Die Besetzung einiger Ministerposten durch VertreterInnen sozialer Bewegungen und Organisationen, statt allein durch Fachleute oder Parteifunktionäre, ist symptomatisch. In der veröffentlichten Meinung Boliviens besonders umstritten: Casimira Rodriguez Romero. Als kleines Kind musste das Bauernmädchen auf den Feldern eines Großgrundbesitzers Erntedienste leisten. Mit 13 wurde sie in die Stadt geschickt, um fortan fünfzehn Jahre lang als Hausangestellte zu schuften, bis sie zur Vorsitzenden der bolivianischen Föderation der Hausangestellten, später der lateinamerikanischen Föderation der Hausangestellten gewählt wurde. Dort hat sich die Weltfriedenspreisträgerin der Methodistischen Kirche Verdienste insbesondere in Bezug auf die Erarbeitung und Verabschiedung eines Gesetzes zur Regelung der Arbeit in fremden Haushalten erworben.
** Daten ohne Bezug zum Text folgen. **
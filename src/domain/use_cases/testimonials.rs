use std::sync::Arc;

use crate::{
    cache::content_cache::{CacheKey, ContentCache},
    entities::testimonial::{
        NewTestimonialRequest, Testimonial, TestimonialInsert, UpdateTestimonialRequest,
    },
    errors::AppError,
    repositories::testimonial::TestimonialRepository,
};

pub struct TestimonialHandler<R>
where
    R: TestimonialRepository,
{
    pub testimonial_repo: R,
    cache: ContentCache,
}

impl<R> TestimonialHandler<R>
where
    R: TestimonialRepository,
{
    pub fn new(testimonial_repo: R, cache: ContentCache) -> Self {
        TestimonialHandler { testimonial_repo, cache }
    }

    pub async fn list_testimonials(&self) -> Result<Arc<Vec<Testimonial>>, AppError> {
        self.cache
            .get_or_load(CacheKey::Testimonials, || self.testimonial_repo.list_testimonials())
            .await
    }

    pub async fn get_testimonial(&self, id: i64) -> Result<Testimonial, AppError> {
        self.testimonial_repo.get_testimonial(id).await
    }

    pub async fn create_testimonial(
        &self,
        request: NewTestimonialRequest,
    ) -> Result<Testimonial, AppError> {
        let insert = TestimonialInsert::try_from(request)?;

        let testimonial = self.testimonial_repo.create_testimonial(&insert).await?;
        self.cache.invalidate(CacheKey::Testimonials);

        tracing::info!(testimonial_id = testimonial.id, "Testimonial created");
        Ok(testimonial)
    }

    pub async fn update_testimonial(
        &self,
        id: i64,
        changes: UpdateTestimonialRequest,
    ) -> Result<Testimonial, AppError> {
        let current = self.testimonial_repo.get_testimonial(id).await?;
        let insert = TestimonialInsert::try_from(current.merged_with(changes))?;

        let testimonial = self.testimonial_repo.update_testimonial(id, &insert).await?;
        self.cache.invalidate(CacheKey::Testimonials);

        tracing::info!(testimonial_id = id, "Testimonial updated");
        Ok(testimonial)
    }

    pub async fn delete_testimonial(&self, id: i64) -> Result<(), AppError> {
        self.testimonial_repo.delete_testimonial(id).await?;
        self.cache.invalidate(CacheKey::Testimonials);

        tracing::info!(testimonial_id = id, "Testimonial deleted");
        Ok(())
    }
}
use actix_web::{web, HttpResponse};

use crate::handlers::{home::home, json_error::json_error};

mod about;
mod admin;
mod auth;
mod contact;
mod json_error;
mod legal;
mod projects;
mod skills;
mod testimonials;

pub fn configure_routes(cfg: &mut web::ServiceConfig) {
    cfg.service(home);

    cfg.service(
        web::scope("/api")
            .configure(projects::config_routes)
            .configure(skills::config_routes)
            .configure(testimonials::config_routes)
            .configure(contact::config_routes)
            .configure(about::config_routes)
            .configure(legal::config_routes)
            .configure(auth::config_routes)
            .configure(admin::config_routes)
    );

    cfg.configure(json_error::config_routes);
}

/// Fallback for unmatched routes.
pub async fn not_found() -> HttpResponse {
    json_error(actix_web::http::StatusCode::NOT_FOUND, "Resource not found")
}
use tokio::signal;
use tracing::{error, warn};

/// Resolves once the process is asked to stop (Ctrl+C, or SIGTERM on unix).
pub async fn shutdown_signal() {
    let ctrl_c = async {
        if let Err(e) = signal::ctrl_c().await {
            error!("Failed to listen for Ctrl+C: {}", e);
            std::future::pending::<()>().await;
        }
    };

    #[cfg(unix)]
    let terminate = async {
        use tokio::signal::unix::{signal, SignalKind};
        match signal(SignalKind::terminate()) {
            Ok(mut sigterm) => {
                sigterm.recv().await;
            }
            Err(e) => {
                error!("Failed to listen for SIGTERM: {}", e);
                std::future::pending::<()>().await;
            }
        }
    };

    #[cfg(not(unix))]
    let terminate = std::future::pending::<()>();

    tokio::select! {
        _ = ctrl_c => {
            warn!("🛑 Ctrl+C received, stopping portfolio API...")
        },
        _ = terminate => {
            warn!("🛑 SIGTERM received, stopping portfolio API...");
        }
    }
}
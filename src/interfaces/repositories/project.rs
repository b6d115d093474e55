use async_trait::async_trait;
use sqlx::types::Json;

use crate::{
    entities::project::{Project, ProjectInsert},
    errors::AppError,
    repositories::sqlx_repo::{expect_affected, not_found, SqlxProjectRepo},
};

#[cfg_attr(test, mockall::automock)]
#[async_trait]
pub trait ProjectRepository: Send + Sync {
    /// All projects in display order
    async fn list_projects(&self) -> Result<Vec<Project>, AppError>;

    async fn get_project(&self, id: i64) -> Result<Project, AppError>;

    /// Inserts the project and returns the stored row
    async fn create_project(&self, project: &ProjectInsert) -> Result<Project, AppError>;

    /// Overwrites every editable column; `created_at` is kept
    async fn update_project(&self, id: i64, project: &ProjectInsert) -> Result<Project, AppError>;

    async fn delete_project(&self, id: i64) -> Result<(), AppError>;
}

impl SqlxProjectRepo {
    pub fn new(pool: sqlx::SqlitePool) -> Self {
        SqlxProjectRepo { pool }
    }
}

#[async_trait]
impl ProjectRepository for SqlxProjectRepo {
    async fn list_projects(&self) -> Result<Vec<Project>, AppError> {
        let projects = sqlx::query_as::<_, Project>(
            "SELECT * FROM projects ORDER BY display_order ASC, id ASC",
        )
        .fetch_all(&self.pool)
        .await?;

        Ok(projects)
    }

    async fn get_project(&self, id: i64) -> Result<Project, AppError> {
        sqlx::query_as::<_, Project>("SELECT * FROM projects WHERE id = ?")
            .bind(id)
            .fetch_one(&self.pool)
            .await
            .map_err(not_found("Project"))
    }

    async fn create_project(&self, project: &ProjectInsert) -> Result<Project, AppError> {
        let created = sqlx::query_as::<_, Project>(
            r#"
            INSERT INTO projects
                (title, description, image_url, github_url, live_url, technologies, featured, display_order, created_at)
            VALUES (?, ?, ?, ?, ?, ?, ?, ?, ?)
            RETURNING *
            "#,
        )
        .bind(&project.title)
        .bind(&project.description)
        .bind(&project.image_url)
        .bind(&project.github_url)
        .bind(&project.live_url)
        .bind(Json(&project.technologies))
        .bind(project.featured)
        .bind(project.display_order)
        .bind(project.created_at)
        .fetch_one(&self.pool)
        .await?;

        Ok(created)
    }

    async fn update_project(&self, id: i64, project: &ProjectInsert) -> Result<Project, AppError> {
        sqlx::query_as::<_, Project>(
            r#"
            UPDATE projects
            SET title = ?, description = ?, image_url = ?, github_url = ?, live_url = ?,
                technologies = ?, featured = ?, display_order = ?
            WHERE id = ?
            RETURNING *
            "#,
        )
        .bind(&project.title)
        .bind(&project.description)
        .bind(&project.image_url)
        .bind(&project.github_url)
        .bind(&project.live_url)
        .bind(Json(&project.technologies))
        .bind(project.featured)
        .bind(project.display_order)
        .bind(id)
        .fetch_one(&self.pool)
        .await
        .map_err(not_found("Project"))
    }

    async fn delete_project(&self, id: i64) -> Result<(), AppError> {
        let result = sqlx::query("DELETE FROM projects WHERE id = ?")
            .bind(id)
            .execute(&self.pool)
            .await?;

        expect_affected(result.rows_affected(), "Project")
    }
}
Ein wichtiger Grund dafür, dass die bolivianischen Justizreformen der vergangenen Jahre trotz guter Absichten und durchaus überzeugender Gesetzestexte in der Praxis auf halbem Wege steckengeblieben sind, war die mangelnde Berücksichtigung der indianischen Bevölkerung und Kulturen.
Bei dem Bemühen um eine interkulturelle Justiz, die internationalen Standards ebenso Rechnung trägt wie dem gesellschaftlichen Wandel und den Herausforderungen einer multikulturellen Gesellschaft, steht Bolivien noch am Anfang. Die Erwartungen an die Ministerin, das Rechtswesen aus der Enge der juristischen Scholastik herauszuholen und zu einem Teil demokratischer Kultur zu machen, sind jedoch hoch. Ebenso wie in den Bereichen der Kinder-, Jugend- und Familienpolitik, die ebenfalls zum Aufgabenbereich der Ministerin für Justiz und Menschenrechte gehören, und in denen die Frage der sozialen Beteiligung eine zentrale Rolle spielt.
Am 2. Oktober wird Casimira Rodriguez Romero gemeinsam mit ihren MitarbeiterInnen Dr. Adela Ferreyra Balderrama und Edgar Arce Rudon auf Einladung von
terre des hommes-Deutschland und des Forschungs- und Dokumentationszentrums Chile-Lateinamerika (FDCL) zu Besuch in Berlin sein, um aus erster Hand über die politische Entwicklung in Bolivien, die Rolle sozialer Organisationen in der Regierung und die sozialpolitischen und juristischen Herausforderungen ihres Amtes zu berichten und zu diskutieren.
Veranstaltung in spanischer Sprache mit konsekutiver Übersetzung!